Er hatte sich an eine Straßenecke gekauert und achtete nicht darauf, was um ihn herum geschah. Theben interessierte ihn nicht mehr. Die große Stadt wurde für ihn zum Spiegel seines Unglücks.
Eine Hand legte sich auf seine Schulter.
»Was ist mit dir, mein Junge?«
Kamose hob den Blick und sah einen etwa dreißigjährigen Mann von kräftiger Statur und einem Wehrgehänge vor der Brust.
»Lasst mich in Frieden. Ich möchte mit niemandem sprechen.«
»Warum so verzweifelt? Hast du einen lieben Menschen verloren?«
»Das ist meine Sache.«
»Du trägst den Lendenschurz eines Bauern. Du siehst aus, als hättest du dich verirrt. Bist du von zu Hause weggelaufen?«
Kamoses Gesicht verschloss sich. Er verspürte kein Bedürfnis mehr, sich jemandem anzuvertrauen.
»Ich suche Lehrlinge. Bist du bereit zu arbeiten?«
Kamose dachte nach. Er konnte nicht ins Dorf zurückkehren. Wie sollte er in Theben überleben?
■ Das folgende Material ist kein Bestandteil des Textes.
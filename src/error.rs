//! Error type for the page navigator.
//!
//! Every variant is non-fatal: callers log it and the affected feature
//! simply does not appear.

#[derive(Debug, Clone, PartialEq)]
pub enum PageError {
    /// The page has no recognizable primary item.
    PrimaryItemNotFound,
    /// A height measurement came back non-finite (layout not settled).
    GeometryUnavailable { what: &'static str, value: f64 },
    /// `window`, `document` or a required element is missing.
    DomUnavailable(String),
    /// Options could not be deserialized.
    InvalidOptions(String),
    /// `attach()` was called a second time on the same page.
    AlreadyAttached,
}

impl std::fmt::Display for PageError {
    fn fmt(&self, f: &mut std::fmt::Formatter<'_>) -> std::fmt::Result {
        match self {
            PageError::PrimaryItemNotFound => write!(f, "Primary item not found on page"),
            PageError::GeometryUnavailable { what, value } => {
                write!(f, "Geometry unavailable: {} measured as {}", what, value)
            }
            PageError::DomUnavailable(msg) => write!(f, "DOM unavailable: {}", msg),
            PageError::InvalidOptions(msg) => write!(f, "Invalid options: {}", msg),
            PageError::AlreadyAttached => write!(f, "Scroll listener already attached"),
        }
    }
}

impl std::error::Error for PageError {}
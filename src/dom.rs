//! WidgetDom: what the summary widget needs from the page.
//!
//! Heights are read as raw box metrics. Convenience height helpers are
//! avoided because one engine misreports `scrollHeight` when the container
//! carries padding; the widget markup keeps padding off the container and
//! every measurement names the exact box it reads.

/// Addressable parts of the rendered widget
#[derive(Debug, Clone, Copy, PartialEq, Eq, Hash)]
pub enum WidgetPart {
    /// The widget container itself
    Root,
    /// `.res-show-link-content`
    Content,
    /// `.res-show-link-tagline`
    Tagline,
}

/// Which box a measurement reads
#[derive(Debug, Clone, Copy, PartialEq, Eq, Hash)]
pub enum BoxMetric {
    /// Border-box height (`offsetHeight`)
    Outer,
    /// Border-box height plus vertical margins
    OuterWithMargin,
    /// Full scrollable content height (`scrollHeight`)
    Scroll,
}

pub trait WidgetDom {
    /// Insert rendered widget markup at the end of the page body.
    fn insert_widget(&mut self, markup: &str) -> Result<(), crate::error::PageError>;

    /// Measure a part of the inserted widget. NaN when it is missing.
    fn measure(&self, part: WidgetPart, metric: BoxMetric) -> f64;

    /// Height of any pinned header the widget must sit below.
    fn header_offset(&self) -> f64;

    fn set_top(&mut self, px: f64);

    fn set_height(&mut self, px: f64);

    /// Toggle the `hide` class on the widget container.
    fn set_hidden_marker(&mut self, hidden: bool);
}
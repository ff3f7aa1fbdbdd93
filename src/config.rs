//! Configuration types and defaults for the page navigator
//!
//! Options arrive from the extension's options system as a JSON document
//! or a plain JS object with camelCase keys. Missing keys take defaults.

use serde::{Deserialize, Serialize};

use crate::error::PageError;

// =============================================================================
// Module Metadata
// =============================================================================

/// Module identifier, also used for settings deep links
pub const MODULE_ID: &str = "pageNavigator";
/// i18n key for the module name
pub const MODULE_NAME_KEY: &str = "pageNavName";
/// i18n key for the settings category
pub const MODULE_CATEGORY_KEY: &str = "browsingCategory";
/// i18n key for the module description
pub const MODULE_DESCRIPTION_KEY: &str = "pageNavDesc";

pub const OPT_TO_TOP: &str = "toTop";
pub const OPT_SHOW_LINK: &str = "showLink";
pub const OPT_SHOW_LINK_NEW_TAB: &str = "showLinkNewTab";

// =============================================================================
// Options
// =============================================================================

/// Page navigator options
#[derive(Debug, Clone, Copy, PartialEq, Eq, Serialize, Deserialize)]
#[serde(rename_all = "camelCase", default)]
pub struct PageNavigatorOptions {
    /// Add a back-to-top icon to every page. Default: true
    pub to_top: bool,
    /// Show the submission summary when scrolling up on comments pages. Default: true
    pub show_link: bool,
    /// Open the summary's title link in a new tab. Default: true
    pub show_link_new_tab: bool,
}

impl Default for PageNavigatorOptions {
    fn default() -> Self {
        Self {
            to_top: true,
            show_link: true,
            show_link_new_tab: true,
        }
    }
}

impl PageNavigatorOptions {
    /// Everything off
    pub fn disabled() -> Self {
        Self {
            to_top: false,
            show_link: false,
            show_link_new_tab: false,
        }
    }

    /// Only the back-to-top icon
    pub fn anchor_only() -> Self {
        Self {
            show_link: false,
            ..Self::default()
        }
    }

    /// Parse options from a JSON document
    pub fn from_json(json: &str) -> Result<Self, PageError> {
        serde_json::from_str(json).map_err(|e| PageError::InvalidOptions(e.to_string()))
    }

    /// Effective new-tab flag. `showLinkNewTab` depends on `showLink`.
    pub fn link_new_tab(&self) -> bool {
        self.show_link && self.show_link_new_tab
    }
}

// =============================================================================
// Option Metadata
// =============================================================================

/// Settings-UI description of a single boolean option
#[derive(Debug, Clone, PartialEq, Eq, Serialize)]
#[serde(rename_all = "camelCase")]
pub struct OptionSpec {
    pub key: &'static str,
    pub description: &'static str,
    pub default: bool,
    pub depends_on: Option<&'static str>,
}

/// Metadata for every option this module recognizes
pub fn option_specs() -> Vec<OptionSpec> {
    let defaults = PageNavigatorOptions::default();
    vec![
        OptionSpec {
            key: OPT_TO_TOP,
            description: "Add an icon to every page that takes you to the top when clicked.",
            default: defaults.to_top,
            depends_on: None,
        },
        OptionSpec {
            key: OPT_SHOW_LINK,
            description: "Show information about the submission when scrolling up on comments pages.",
            default: defaults.show_link,
            depends_on: None,
        },
        OptionSpec {
            key: OPT_SHOW_LINK_NEW_TAB,
            description: "Open link in new tab.",
            default: defaults.show_link_new_tab,
            depends_on: Some(OPT_SHOW_LINK),
        },
    ]
}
»Was für eine Arbeit?«, fragte er nun.
»Bestimmt hast du dich hier in dieser Straße im Viertel der Handwerker hingesetzt, weil du einer von ihnen werden willst. Ich brauche junge Männer, die Stein und Holz kennen lernen wollen.«
Stein und Holz… Kamose hatte von seiner Mutter die Legende vom Baumeister Imhotep gehört, dem größten Weisen Ägyptens, der seine Karriere mit dem Ausbohren von Steinvasen und dem Bearbeiten von verschiedenen Materialien begonnen hatte, bevor er die Menschen regierte.
Kamose stand auf.
»Ich folge Euch.«
»Du bekommst Kost und Logis. Acht Stunden Arbeit täglich. Mehrere Ruhetage in der Woche und freie Zeit an Festtagen. Aber ich achte streng auf die Ausführung deiner Arbeit. Wenn du mich nicht zufrieden stellen kannst, behalte ich dich nicht.«
Kamose biss die Zähne zusammen.
»Ich habe Euch gesagt, ich würde Euch folgen.«
»Starrköpfig und stolz«, bemerkte der Handwerksmeister anerkennend. »Wir werden sehen, ob du deinem großen Ehrgeiz gewachsen bist.«
Er ging los, ohne sich umzusehen. Zu seinem großen Erstaunen bemerkte Kamose, dass sie sich in Richtung Karnak bewegten. Als der Meister den Weg der Widder einschlug, konnte der neue Lehrling es sich nicht verkneifen, eine Frage zu stellen.